Os tribunais egípcios se converteram em uma vergonhosa ferramenta do poder militar

Um tribunal egípcio acaba de condenar à morte 683 pessoas, a maioria islamitas, entre eles o chefe espiritual da Irmandade Muçulmana, Mohamed Badie, pelo ataque a uma delegacia perpetrado há um ano, e no qual morreu um policial. A farsa sinistra, fundamentada em horas e carente de qualquer elemento associável a um julgamento justo, é a repetição de outra ocorrida em março, com 529 condenações à pena capital.

É pouco provável que se executem muitas das sentenças (a maior parte delas à revelia) após estas passarem pelos filtros legais previstos para a pena de morte. Mas a sua imposição, às vésperas do início da campanha eleitoral que deve culminar neste mês com a coroação do general Abdel Fatah al-Sisi como novo presidente do Egito, é uma clara advertência e ilustra bem o conceito de transição à democracia prometida pelos militares. E assinala até que ponto os tribunais egípcios se converteram em uma ferramenta descarada de um poder que pratica com entusiasmo similar o encarceramento em massa e o extermínio de seus adversários políticos.

A orquestração da volta à normalidade no Egito pelo caminho das urnas, iniciada com a renúncia ao cargo do ex-ministro da Defesa, é celebrada pelas potências ocidentais.
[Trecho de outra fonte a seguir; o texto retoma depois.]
use super::builder::default_config_content;
use super::validation::validate_config;
use super::*;
use proptest::prelude::*;
use serial_test::serial;
use std::fs;
use tempfile::tempdir;

fn write_config(dir: &Path, content: &str) -> PathBuf {
    let path = dir.join(CONFIG_FILE_NAME);
    fs::write(&path, content).unwrap();
    path
}

#[test]
#[serial]
fn test_config_load_default_creation() {
    let temp_dir = tempdir().unwrap();
    let config_path = temp_dir
        .path()
        .join(CONFIG_DIR_NAME)
        .join(CONFIG_FILE_NAME);

    // Save and restore XDG_CONFIG_HOME
    let original = std::env::var("XDG_CONFIG_HOME").ok();
    unsafe {
        std::env::set_var("XDG_CONFIG_HOME", temp_dir.path());
    }

    let result = Config::load();

    unsafe {
        match original {
            Some(val) => std::env::set_var("XDG_CONFIG_HOME", val),
            None => std::env::remove_var("XDG_CONFIG_HOME"),
        }
    }

    let config = result.unwrap();
    assert!(config_path.exists());
    assert_eq!(config.animation_duration_ms(), DEFAULT_ANIMATION_DURATION_MS);
    assert_eq!(config.idle_threshold_ms(), DEFAULT_IDLE_THRESHOLD_MS);
}

#[test]
fn test_default_template_parses_to_defaults() {
    let config: Config = toml::from_str(&default_config_content()).unwrap();
    assert!(validate_config(&config).is_ok());
    assert_eq!(config.animation_duration_ms, Some(DEFAULT_ANIMATION_DURATION_MS));
    assert_eq!(config.idle_threshold_ms, Some(DEFAULT_IDLE_THRESHOLD_MS));
    assert_eq!(config.timer_period_ms, Some(DEFAULT_TIMER_PERIOD_MS));
    assert_eq!(config.frame_interval_ms, Some(DEFAULT_FRAME_INTERVAL_MS));
    assert_eq!(config.date_format, Some(DateFormat::Military));
    assert_eq!(config.show_seconds, Some(DEFAULT_SHOW_SECONDS));
}

#[test]
fn test_empty_file_uses_defaults() {
    let temp_dir = tempdir().unwrap();
    let path = write_config(temp_dir.path(), "");

    let config = load_from_path(&path).unwrap();
    assert_eq!(config, Config::default());
    assert_eq!(config.animation_duration_ms(), 500);
    assert_eq!(config.idle_threshold_ms(), 300_000);
    assert_eq!(config.timer_period_ms(), 1_000);
    assert_eq!(config.frame_interval_ms(), 16);
    assert_eq!(config.date_format(), DateFormat::Military);
    assert!(config.show_seconds());
}

#[test]
fn test_clock_options() {
    let temp_dir = tempdir().unwrap();
    let path = write_config(
        temp_dir.path(),
        "date_format = \"standard\"\nshow_seconds = false\n",
    );

    let config = load_from_path(&path).unwrap();
    assert_eq!(config.date_format(), DateFormat::Standard);
    assert!(!config.show_seconds());

    let path = write_config(temp_dir.path(), "date_format = \"lunar\"\n");
    assert!(load_from_path(&path).is_err());
}

#[test]
fn test_partial_override() {
    let temp_dir = tempdir().unwrap();
    let path = write_config(
        temp_dir.path(),
        "animation_duration_ms = 800\nidle_threshold_ms = 60000\n",
    );

    let config = load_from_path(&path).unwrap();
    assert_eq!(config.animation_duration_ms(), 800);
    assert_eq!(config.idle_threshold_ms(), 60_000);
    assert_eq!(config.timer_period_ms(), DEFAULT_TIMER_PERIOD_MS);
}

#[test]
fn test_missing_file_is_an_error() {
    let temp_dir = tempdir().unwrap();
    let err = load_from_path(&temp_dir.path().join("nope.toml")).unwrap_err();
    assert!(err.to_string().contains("not found"));
}

#[test]
fn test_malformed_toml_is_an_error() {
    let temp_dir = tempdir().unwrap();
    let path = write_config(temp_dir.path(), "animation_duration_ms = \"fast\"\n");
    let err = load_from_path(&path).unwrap_err();
    assert!(format!("{err:#}").contains("Failed to parse config"));
}

#[test]
fn test_zero_duration_is_rejected() {
    let config = Config {
        animation_duration_ms: Some(0),
        ..Config::default()
    };
    let err = validate_config(&config).unwrap_err().to_string();
    assert!(err.contains("animation_duration_ms"));
    assert!(err.contains("between 50 and 10000"));
}

#[test]
fn test_invalid_value_in_file_names_field() {
    let temp_dir = tempdir().unwrap();
    let path = write_config(temp_dir.path(), "timer_period_ms = 5\n");
    let err = load_from_path(&path).unwrap_err();
    assert!(format!("{err:#}").contains("timer_period_ms (5 ms)"));
}

#[test]
fn test_frame_interval_must_not_exceed_timer_period() {
    let config = Config {
        timer_period_ms: Some(200),
        frame_interval_ms: Some(500),
        ..Config::default()
    };
    let err = validate_config(&config).unwrap_err().to_string();
    assert!(err.contains("must not exceed timer_period_ms"));

    let config = Config {
        timer_period_ms: Some(200),
        frame_interval_ms: Some(200),
        ..Config::default()
    };
    assert!(validate_config(&config).is_ok());
}

#[test]
fn test_format_duration() {
    assert_eq!(format_duration_ms(300_000), "5m");
    assert_eq!(format_duration_ms(90_000), "1m 30s");
    assert_eq!(format_duration_ms(1_500), "1.5s");
    assert_eq!(format_duration_ms(2_000), "2s");
}

proptest! {
    #[test]
    fn prop_in_range_durations_validate(
        animation in MINIMUM_ANIMATION_DURATION_MS..=MAXIMUM_ANIMATION_DURATION_MS,
        idle in MINIMUM_IDLE_THRESHOLD_MS..=MAXIMUM_IDLE_THRESHOLD_MS,
    ) {
        let config = Config {
            animation_duration_ms: Some(animation),
            idle_threshold_ms: Some(idle),
            ..Config::default()
        };
        prop_assert!(validate_config(&config).is_ok());
    }

    #[test]
    fn prop_out_of_range_animation_fails(
        animation in prop_oneof![
            0..MINIMUM_ANIMATION_DURATION_MS,
            (MAXIMUM_ANIMATION_DURATION_MS + 1)..u64::MAX,
        ],
    ) {
        let config = Config {
            animation_duration_ms: Some(animation),
            ..Config::default()
        };
        prop_assert!(validate_config(&config).is_err());
    }
}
O Egito é um país muito importante e a volta da ordem, embora seja de novo autoritária, permite virar definitivamente a página do golpe militar de julho e da sangrenta repressão que o seguiu.

A vitória eleitoral de Sisi parece inevitável. Esta é precedida por um desatado culto à personalidade, impulsionado por meios de comunicação públicos e privados; ao seu serviço estão todas as máquinas do Estado, as decisivas Forças Armadas e o dinheiro da Arábia Saudita e dos países do Golfo. Os generais egípcios e seus governos de fachada civil esboçaram em menos de um ano um enquadramento político que faria inveja ao deposto ditador Hosni Mubarak. Criminalizada a Irmandade Muçulmana, os militares multiplicaram os seus poderes, sua opacidade e seus privilégios na nova Constituição.

Sisi talvez seja o salvador desejado por muitos egípcios, que abominam o islamismo sectário e o caos. Mas ainda em traje civil, é impossível não vê-lo como símbolo de uma contrarrevolução que apagou no mais importante país árabe qualquer esperança de pluralismo e democratização real.